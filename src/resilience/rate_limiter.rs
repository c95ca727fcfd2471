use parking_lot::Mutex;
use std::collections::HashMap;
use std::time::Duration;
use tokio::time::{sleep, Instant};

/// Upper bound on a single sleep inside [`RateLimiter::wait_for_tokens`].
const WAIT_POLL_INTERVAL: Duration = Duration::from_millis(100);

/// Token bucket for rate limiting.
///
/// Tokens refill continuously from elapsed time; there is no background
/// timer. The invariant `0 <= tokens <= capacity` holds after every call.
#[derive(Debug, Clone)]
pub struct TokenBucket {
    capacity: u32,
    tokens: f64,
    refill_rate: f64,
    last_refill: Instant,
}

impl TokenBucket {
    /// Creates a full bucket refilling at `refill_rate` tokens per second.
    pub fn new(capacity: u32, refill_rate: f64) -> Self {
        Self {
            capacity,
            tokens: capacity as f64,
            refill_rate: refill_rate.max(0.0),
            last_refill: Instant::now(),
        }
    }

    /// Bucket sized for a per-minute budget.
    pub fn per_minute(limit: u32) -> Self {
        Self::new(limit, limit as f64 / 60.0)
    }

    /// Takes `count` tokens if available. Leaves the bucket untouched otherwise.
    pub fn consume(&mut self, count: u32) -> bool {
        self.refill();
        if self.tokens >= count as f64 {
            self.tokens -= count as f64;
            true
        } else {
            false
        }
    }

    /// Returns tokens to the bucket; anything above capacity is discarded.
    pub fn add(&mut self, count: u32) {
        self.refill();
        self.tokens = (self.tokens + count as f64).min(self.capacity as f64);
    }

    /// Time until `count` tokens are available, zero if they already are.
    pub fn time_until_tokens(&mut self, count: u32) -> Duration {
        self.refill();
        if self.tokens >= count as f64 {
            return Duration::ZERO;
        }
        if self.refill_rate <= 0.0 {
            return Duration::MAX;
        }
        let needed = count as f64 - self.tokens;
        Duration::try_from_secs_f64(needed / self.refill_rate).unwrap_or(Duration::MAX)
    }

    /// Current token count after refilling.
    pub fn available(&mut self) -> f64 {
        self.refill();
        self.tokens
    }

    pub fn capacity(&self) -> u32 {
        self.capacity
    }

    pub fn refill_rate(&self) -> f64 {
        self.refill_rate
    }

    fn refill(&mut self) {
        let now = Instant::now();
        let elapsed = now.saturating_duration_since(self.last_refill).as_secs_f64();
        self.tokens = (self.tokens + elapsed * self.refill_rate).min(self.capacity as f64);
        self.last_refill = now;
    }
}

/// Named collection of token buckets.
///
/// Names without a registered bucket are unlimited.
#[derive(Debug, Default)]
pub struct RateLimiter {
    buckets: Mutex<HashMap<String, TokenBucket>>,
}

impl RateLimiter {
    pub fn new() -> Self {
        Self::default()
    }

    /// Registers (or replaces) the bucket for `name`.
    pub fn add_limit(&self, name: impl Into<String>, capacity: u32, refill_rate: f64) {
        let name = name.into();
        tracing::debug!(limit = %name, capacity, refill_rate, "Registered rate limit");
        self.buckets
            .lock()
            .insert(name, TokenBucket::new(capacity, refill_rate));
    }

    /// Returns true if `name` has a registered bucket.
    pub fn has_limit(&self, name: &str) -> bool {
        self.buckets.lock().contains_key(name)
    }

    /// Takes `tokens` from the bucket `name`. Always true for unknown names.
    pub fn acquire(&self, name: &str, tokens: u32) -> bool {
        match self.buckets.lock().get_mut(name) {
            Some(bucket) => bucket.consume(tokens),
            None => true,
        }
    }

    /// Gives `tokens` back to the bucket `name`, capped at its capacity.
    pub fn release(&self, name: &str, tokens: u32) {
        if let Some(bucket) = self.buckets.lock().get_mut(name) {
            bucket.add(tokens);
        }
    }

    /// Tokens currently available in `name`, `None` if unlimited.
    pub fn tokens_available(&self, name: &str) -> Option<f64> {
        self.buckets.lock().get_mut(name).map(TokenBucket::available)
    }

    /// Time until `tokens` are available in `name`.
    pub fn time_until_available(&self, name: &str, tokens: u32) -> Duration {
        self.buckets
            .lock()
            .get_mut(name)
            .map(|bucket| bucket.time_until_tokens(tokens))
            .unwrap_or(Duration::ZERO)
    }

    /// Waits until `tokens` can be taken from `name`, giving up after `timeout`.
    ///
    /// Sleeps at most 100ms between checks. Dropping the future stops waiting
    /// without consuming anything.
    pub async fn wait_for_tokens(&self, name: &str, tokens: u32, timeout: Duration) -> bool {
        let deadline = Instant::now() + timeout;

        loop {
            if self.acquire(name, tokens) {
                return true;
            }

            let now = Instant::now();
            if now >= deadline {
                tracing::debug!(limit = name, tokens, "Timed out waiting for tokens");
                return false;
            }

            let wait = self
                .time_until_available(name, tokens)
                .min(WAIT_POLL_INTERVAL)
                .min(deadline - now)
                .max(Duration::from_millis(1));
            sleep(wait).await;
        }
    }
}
◆ ◆ ◆ ◆
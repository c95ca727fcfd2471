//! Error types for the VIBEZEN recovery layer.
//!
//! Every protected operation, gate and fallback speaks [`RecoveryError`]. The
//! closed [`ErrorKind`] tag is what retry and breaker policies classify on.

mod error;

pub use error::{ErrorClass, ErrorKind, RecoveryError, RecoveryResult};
◆ ◆ ◆ ◆
Give the number of lines in the listing that hold the word "refilling", with no other words.

*SOLUTION TO THIS TASK*
2